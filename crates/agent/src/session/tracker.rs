#![forbid(unsafe_code)]

use crate::monitor::{ProcessSnapshot, Subscriber};
use crate::persistence::AppEventRepository;
use crate::sensing::{ProcessFilter, ProcessInfo, ProcessSource};
use async_trait::async_trait;
use rustc_hash::{FxHashMap, FxHashSet};
use std::sync::Arc;
use std::time::{SystemTime, UNIX_EPOCH};
use tokio::sync::Mutex;
use tracing::{error, info};

/// Translates raw process snapshots into application-level start/end events.
///
/// A multi-process application (a browser spawning a dozen children under one
/// name) is collapsed into one logical session: only the first instance is
/// logged, later instances bump a reference count, and the session closes
/// when the last instance exits. Every underlying OS process is still tracked
/// by its unique key so end detection stays exact.
pub struct SessionTracker {
    repo: Arc<dyn AppEventRepository>,
    filter: Arc<dyn ProcessFilter>,
    source: Arc<dyn ProcessSource>,
    state: Mutex<SessionState>,
}

#[derive(Default)]
struct SessionState {
    /// Unique key -> lowercased app name, for every open process instance
    /// being tracked, including excluded ones (their exit must be seen too).
    running_procs: FxHashMap<String, String>,
    /// Lowercased app name -> open *logged* instance count. An entry exists
    /// iff its count is positive.
    running_app_counts: FxHashMap<String, u32>,
}

impl SessionTracker {
    pub fn new(
        repo: Arc<dyn AppEventRepository>,
        filter: Arc<dyn ProcessFilter>,
        source: Arc<dyn ProcessSource>,
    ) -> Self {
        Self {
            repo,
            filter,
            source,
            state: Mutex::new(SessionState::default()),
        }
    }

    /// Reconcile with sessions the repository believes are still open. Keys
    /// still present in a fresh snapshot are re-adopted; the rest died while
    /// the engine was down and are closed at the current timestamp.
    pub async fn initialize_from_database(&self) {
        let sessions = match self.repo.get_active_sessions().await {
            Ok(sessions) => sessions,
            Err(err) => {
                error!(%err, "failed to load active sessions");
                return;
            }
        };

        let mut state = self.state.lock().await;

        let current_keys: FxHashSet<String> = self
            .source
            .list_processes()
            .map(|procs| procs.iter().map(ProcessInfo::unique_key).collect())
            .unwrap_or_default();

        let now = unix_now();
        let mut adopted = 0usize;
        let mut closed = 0usize;
        for session in sessions {
            if current_keys.contains(&session.key) {
                let name_lower = session.name.to_lowercase();
                state.running_procs.insert(session.key, name_lower.clone());
                *state.running_app_counts.entry(name_lower).or_insert(0) += 1;
                adopted += 1;
            } else {
                if let Err(err) = self.repo.close_app_event(&session.key, now).await {
                    error!(%err, key = %session.key, "failed to close orphaned session");
                }
                closed += 1;
            }
        }
        info!(adopted, closed, "reconciled sessions from database");
    }

    async fn close_ended(
        &self,
        state: &mut SessionState,
        current_keys: &FxHashSet<String>,
        end_time: i64,
    ) {
        let ended: Vec<(String, String)> = state
            .running_procs
            .iter()
            .filter(|(key, _)| !current_keys.contains(*key))
            .map(|(key, name)| (key.clone(), name.clone()))
            .collect();

        for (key, name_lower) in ended {
            if let Err(err) = self.repo.close_app_event(&key, end_time).await {
                error!(%err, key = %key, "failed to record app end event");
            }

            state.running_procs.remove(&key);
            if let Some(count) = state.running_app_counts.get_mut(&name_lower) {
                *count = count.saturating_sub(1);
                if *count == 0 {
                    state.running_app_counts.remove(&name_lower);
                }
            }
        }
    }

    async fn open_new(&self, state: &mut SessionState, procs: &[ProcessInfo], start_time: i64) {
        for process in procs {
            let key = process.unique_key();
            if state.running_procs.contains_key(&key) {
                continue;
            }

            if process.name.is_empty() || process.exe_path.is_empty() {
                continue;
            }
            let name_lower = process.name.to_lowercase();

            if self.filter.should_exclude(&process.exe_path, process) {
                // Tracked for end detection, never counted or logged.
                state.running_procs.insert(key, name_lower);
                continue;
            }

            let already_logged = state
                .running_app_counts
                .get(&name_lower)
                .is_some_and(|count| *count > 0);
            if already_logged {
                state.running_procs.insert(key, name_lower.clone());
                *state.running_app_counts.entry(name_lower).or_insert(0) += 1;
                continue;
            }

            if !self.filter.should_track(&process.exe_path, process) {
                continue;
            }

            let parent = format!("PID: {}", process.parent_pid);
            if let Err(err) = self
                .repo
                .log_app_event(
                    &process.name,
                    process.pid,
                    &parent,
                    &process.exe_path,
                    start_time,
                    &key,
                )
                .await
            {
                error!(%err, name = %process.name, "failed to record app start event");
            }

            state.running_procs.insert(key, name_lower.clone());
            state.running_app_counts.insert(name_lower, 1);
        }
    }
}

#[async_trait]
impl Subscriber for SessionTracker {
    fn name(&self) -> &'static str {
        "SessionTracker"
    }

    async fn on_snapshot(&self, snapshot: &ProcessSnapshot) {
        let current_keys: FxHashSet<String> = snapshot
            .processes
            .iter()
            .map(ProcessInfo::unique_key)
            .collect();
        let now = unix_seconds(snapshot.timestamp);

        // End detection before start detection, under one guard, so a close
        // and a re-open of the same key in one tick cannot interleave with a
        // concurrent reader.
        let mut state = self.state.lock().await;
        self.close_ended(&mut state, &current_keys, now).await;
        self.open_new(&mut state, &snapshot.processes, now).await;
    }

    async fn reset(&self) {
        let mut state = self.state.lock().await;
        info!("clearing in-memory session state");
        state.running_procs.clear();
        state.running_app_counts.clear();
    }
}

fn unix_now() -> i64 {
    unix_seconds(SystemTime::now())
}

fn unix_seconds(time: SystemTime) -> i64 {
    time.duration_since(UNIX_EPOCH)
        .map(|d| d.as_secs() as i64)
        .unwrap_or(0)
}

—————

What you will do
Leaving no line out, return the data above verbatim.

Response box
filename crates/agent/src/session/tracker.rs
#![forbid(unsafe_code)]

use crate::monitor::{ProcessSnapshot, Subscriber};
use crate::persistence::AppEventRepository;
use crate::sensing::{ProcessFilter, ProcessInfo, ProcessSource};
use async_trait::async_trait;
use rustc_hash::{FxHashMap, FxHashSet};
use std::sync::Arc;
use std::time::{SystemTime, UNIX_EPOCH};
use tokio::sync::Mutex;
use tracing::{error, info};

/// Translates raw process snapshots into application-level start/end events.
///
/// A multi-process application (a browser spawning a dozen children under one
/// name) is collapsed into one logical session: only the first instance is
/// logged, later instances bump a reference count, and the session closes
/// when the last instance exits. Every underlying OS process is still tracked
/// by its unique key so end detection stays exact.
pub struct SessionTracker {
    repo: Arc<dyn AppEventRepository>,
    filter: Arc<dyn ProcessFilter>,
    source: Arc<dyn ProcessSource>,
    state: Mutex<SessionState>,
}

#[derive(Default)]
struct SessionState {
    /// Unique key -> lowercased app name, for every open process instance
    /// being tracked, including excluded ones (their exit must be seen too).
    running_procs: FxHashMap<String, String>,
    /// Lowercased app name -> open *logged* instance count. An entry exists
    /// iff its count is positive.
    running_app_counts: FxHashMap<String, u32>,
}

impl SessionTracker {
    pub fn new(
        repo: Arc<dyn AppEventRepository>,
        filter: Arc<dyn ProcessFilter>,
        source: Arc<dyn ProcessSource>,
    ) -> Self {
        Self {
            repo,
            filter,
            source,
            state: Mutex::new(SessionState::default()),
        }
    }

    /// Reconcile with sessions the repository believes are still open. Keys
    /// still present in a fresh snapshot are re-adopted; the rest died while
    /// the engine was down and are closed at the current timestamp.
    pub async fn initialize_from_database(&self) {
        let sessions = match self.repo.get_active_sessions().await {
            Ok(sessions) => sessions,
            Err(err) => {
                error!(%err, "failed to load active sessions");
                return;
            }
        };

        let mut state = self.state.lock().await;

        let current_keys: FxHashSet<String> = self
            .source
            .list_processes()
            .map(|procs| procs.iter().map(ProcessInfo::unique_key).collect())
            .unwrap_or_default();

        let now = unix_now();
        let mut adopted = 0usize;
        let mut closed = 0usize;
        for session in sessions {
            if current_keys.contains(&session.key) {
                let name_lower = session.name.to_lowercase();
                state.running_procs.insert(session.key, name_lower.clone());
                *state.running_app_counts.entry(name_lower).or_insert(0) += 1;
                adopted += 1;
            } else {
                if let Err(err) = self.repo.close_app_event(&session.key, now).await {
                    error!(%err, key = %session.key, "failed to close orphaned session");
                }
                closed += 1;
            }
        }
        info!(adopted, closed, "reconciled sessions from database");
    }

    async fn close_ended(
        &self,
        state: &mut SessionState,
        current_keys: &FxHashSet<String>,
        end_time: i64,
    ) {
        let ended: Vec<(String, String)> = state
            .running_procs
            .iter()
            .filter(|(key, _)| !current_keys.contains(*key))
            .map(|(key, name)| (key.clone(), name.clone()))
            .collect();

        for (key, name_lower) in ended {
            if let Err(err) = self.repo.close_app_event(&key, end_time).await {
                error!(%err, key = %key, "failed to record app end event");
            }

            state.running_procs.remove(&key);
            if let Some(count) = state.running_app_counts.get_mut(&name_lower) {
                *count = count.saturating_sub(1);
                if *count == 0 {
                    state.running_app_counts.remove(&name_lower);
                }
            }
        }
    }

    async fn open_new(&self, state: &mut SessionState, procs: &[ProcessInfo], start_time: i64) {
        for process in procs {
            let key = process.unique_key();
            if state.running_procs.contains_key(&key) {
                continue;
            }

            if process.name.is_empty() || process.exe_path.is_empty() {
                continue;
            }
            let name_lower = process.name.to_lowercase();

            if self.filter.should_exclude(&process.exe_path, process) {
                // Tracked for end detection, never counted or logged.
                state.running_procs.insert(key, name_lower);
                continue;
            }

            let already_logged = state
                .running_app_counts
                .get(&name_lower)
                .is_some_and(|count| *count > 0);
            if already_logged {
                state.running_procs.insert(key, name_lower.clone());
                *state.running_app_counts.entry(name_lower).or_insert(0) += 1;
                continue;
            }

            if !self.filter.should_track(&process.exe_path, process) {
                continue;
            }

            let parent = format!("PID: {}", process.parent_pid);
            if let Err(err) = self
                .repo
                .log_app_event(
                    &process.name,
                    process.pid,
                    &parent,
                    &process.exe_path,
                    start_time,
                    &key,
                )
                .await
            {
                error!(%err, name = %process.name, "failed to record app start event");
            }

            state.running_procs.insert(key, name_lower.clone());
            state.running_app_counts.insert(name_lower, 1);
        }
    }
}

#[async_trait]
impl Subscriber for SessionTracker {
    fn name(&self) -> &'static str {
        "SessionTracker"
    }

    async fn on_snapshot(&self, snapshot: &ProcessSnapshot) {
        let current_keys: FxHashSet<String> = snapshot
            .processes
            .iter()
            .map(ProcessInfo::unique_key)
            .collect();
        let now = unix_seconds(snapshot.timestamp);

        // End detection before start detection, under one guard, so a close
        // and a re-open of the same key in one tick cannot interleave with a
        // concurrent reader.
        let mut state = self.state.lock().await;
        self.close_ended(&mut state, &current_keys, now).await;
        self.open_new(&mut state, &snapshot.processes, now).await;
    }

    async fn reset(&self) {
        let mut state = self.state.lock().await;
        info!("clearing in-memory session state");
        state.running_procs.clear();
        state.running_app_counts.clear();
    }
}

fn unix_now() -> i64 {
    unix_seconds(SystemTime::now())
}

fn unix_seconds(time: SystemTime) -> i64 {
    time.duration_since(UNIX_EPOCH)
        .map(|d| d.as_secs() as i64)
        .unwrap_or(0)
}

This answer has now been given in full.